BEGIN

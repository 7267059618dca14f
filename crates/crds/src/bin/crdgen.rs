//! Prints every CustomResourceDefinition owned or consumed by the controller
//! as a multi-document YAML stream.
//!
//! ```sh
//! crdgen > config/crds.yaml
//! ```

use crds::gateway_api::{Gateway, GatewayClass, ReferenceGrant, TCPRoute};
use crds::{backend, defaults, global, tcp, Frontend};
use kube::CustomResourceExt;

fn main() -> anyhow::Result<()> {
    let crds = [
        global::v1::Global::crd(),
        global::v3::Global::crd(),
        defaults::v1::Defaults::crd(),
        defaults::v3::Defaults::crd(),
        backend::v1::Backend::crd(),
        backend::v3::Backend::crd(),
        tcp::v1::TCP::crd(),
        tcp::v3::TCP::crd(),
        Frontend::crd(),
        GatewayClass::crd(),
        Gateway::crd(),
        TCPRoute::crd(),
        ReferenceGrant::crd(),
    ];

    for crd in crds {
        print!("---\n{}", serde_yaml::to_string(&crd)?);
    }
    Ok(())
}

END

* **WHAT THE TASK REQUIRES**
Set the entries down again exactly, beginning with their first line and ending with the line that contains "use kube::CustomResourceExt;"; omit all other lines.

* **SOLUTION TO THE PROBLEM**
repository 7267059618dca14f
filename crates/crds/src/bin/crdgen.rs
//! Prints every CustomResourceDefinition owned or consumed by the controller
//! as a multi-document YAML stream.
//!
//! ```sh
//! crdgen > config/crds.yaml
//! ```

use crds::gateway_api::{Gateway, GatewayClass, ReferenceGrant, TCPRoute};
use crds::{backend, defaults, global, tcp, Frontend};
use kube::CustomResourceExt;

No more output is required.